End of tenure review does not end debate on leases or land management
First published in Energy and Environment on June 20, 2019.
Submissions on the management of Crown pastoral land shows ending the tenure review process does not solve the problem of balancing the property rights of leaseholders with preservation of the iconic environmental values of the area covered.
Land Information NZ received submissions from 32 organisations, and 3,216 individuals (including 2,739 form submissions provided by Forest & Bird and Greenpeace) with 100 submitters also endorsed the High Country Accord’s submission on behalf of leaseholders.
Earlier this year the Government announced it would be ending tenure review where land can be sold to a leaseholder and areas with high ecological or other values transferred to the conservation estate.
This means the Crown will likely remain the long-term owner of 1.2m hectares of leased pastoral land, though several submissions said there still should be ways to end leases.
Pastoral leaseholders wanted future management to reflect the contractual relationship with the Crown, such as the exclusive right to pasturage of the land and to exclusive occupation and quiet enjoyment. Other submitters want the Crown to do more to protect the rights it has reserved in Crown pastoral land and the significant public interest in how the estate is administered.
There were also submitters questioning whether the pastoral lease, which is intended to provide primarily for pastoral farming and limited other uses, is still fit for purpose considering the changing context of the high country.
Leaseholders said the proposed management hierarchy, which places natural capital, and culture and heritage values above pastoral activity, impacts on leaseholders’ property rights as contractually agreed.
Many submitters, especially environmental groups, view that the hierarchy is essential to maintain environmental bottom-lines. Forest & Bird and Environmental Defence Society in their joint submission said the way the outcomes were defined did not go far enough and would end up perpetuating the trade-offs already occurring.
The tenure review process was intended to see leases moved into private ownership and some land moved back into full Crown control, but was widely criticised as some lease holders made large windfall profits with more land turned over into intensive farming.

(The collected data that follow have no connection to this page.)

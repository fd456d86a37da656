//! Audit logger for the append-only audit log
//!
//! Each entry is written as a single JSON line and flushed immediately.

use std::fs::{File, OpenOptions};
use std::io::{BufRead, BufReader, Write};
use std::path::PathBuf;

use crate::error::{FinancasError, FinancasResult};

use super::entry::AuditEntry;

/// Handles writing audit entries to the audit log file
///
/// The log file uses a line-delimited JSON format (JSONL) where each
/// line is a complete JSON object representing one audit entry.
pub struct AuditLogger {
    /// Path to the audit log file
    log_path: PathBuf,
}

impl AuditLogger {
    /// Create a new AuditLogger that writes to the specified path
    pub fn new(log_path: PathBuf) -> Self {
        Self { log_path }
    }

    /// Log an audit entry
    ///
    /// Appends the entry as a JSON line to the audit log file.
    /// Each write is flushed immediately to ensure durability.
    pub fn log(&self, entry: &AuditEntry) -> FinancasResult<()> {
        let mut file = OpenOptions::new()
            .create(true)
            .append(true)
            .open(&self.log_path)
            .map_err(|e| FinancasError::Io(format!("Failed to open audit log: {}", e)))?;

        let json = serde_json::to_string(entry)
            .map_err(|e| FinancasError::Json(format!("Failed to serialize audit entry: {}", e)))?;

        writeln!(file, "{}", json)
            .map_err(|e| FinancasError::Io(format!("Failed to write audit entry: {}", e)))?;

        file.flush()
            .map_err(|e| FinancasError::Io(format!("Failed to flush audit log: {}", e)))?;

        Ok(())
    }

    /// Read all audit entries from the log file
    ///
    /// Returns entries in chronological order (oldest first).
    pub fn read_all(&self) -> FinancasResult<Vec<AuditEntry>> {
        if !self.log_path.exists() {
            return Ok(Vec::new());
        }

        let file = File::open(&self.log_path)
            .map_err(|e| FinancasError::Io(format!("Failed to open audit log: {}", e)))?;

        let reader = BufReader::new(file);
        let mut entries = Vec::new();

        for (line_num, line) in reader.lines().enumerate() {
            let line = line.map_err(|e| {
                FinancasError::Io(format!(
                    "Failed to read audit log line {}: {}",
                    line_num + 1,
                    e
                ))
            })?;

            // Skip empty lines
            if line.trim().is_empty() {
                continue;
            }

            let entry: AuditEntry = serde_json::from_str(&line).map_err(|e| {
                FinancasError::Json(format!(
                    "Failed to parse audit entry at line {}: {}",
                    line_num + 1,
                    e
                ))
            })?;

            entries.push(entry);
        }

        Ok(entries)
    }

    /// Get the number of entries in the audit log
    pub fn entry_count(&self) -> FinancasResult<usize> {
        Ok(self.read_all()?.len())
    }

    /// Check if the audit log file exists
    pub fn exists(&self) -> bool {
        self.log_path.exists()
    }

    /// Get the path to the audit log file
    pub fn path(&self) -> &PathBuf {
        &self.log_path
    }
}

Current leaseholder expressed concern their future management of the land would be tainted by reactions to tenure review outcomes and this was not fair.
Many said there should also be mechanisms to purchase whole of partial leases to protect vulnerable inherent values and enhance public access.
Most submitters who recommended this approach view that purchases should be carried out by the Nature Heritage Fund and the purchased lease should then become public conservation land. Areas of the previously leased land that is already developed could first be offered to the relevant iwi and then on-sold through a public auction to fund future purchases.
The Environmental Defence Society and Forest & Bird suggest $200m would be needed to target highly valued leasehold land.
Some said it was also presumptuous of the Government to end tenure review without consultation and every leaseholder currently in the process should be given the option to go forward with their review in good faith.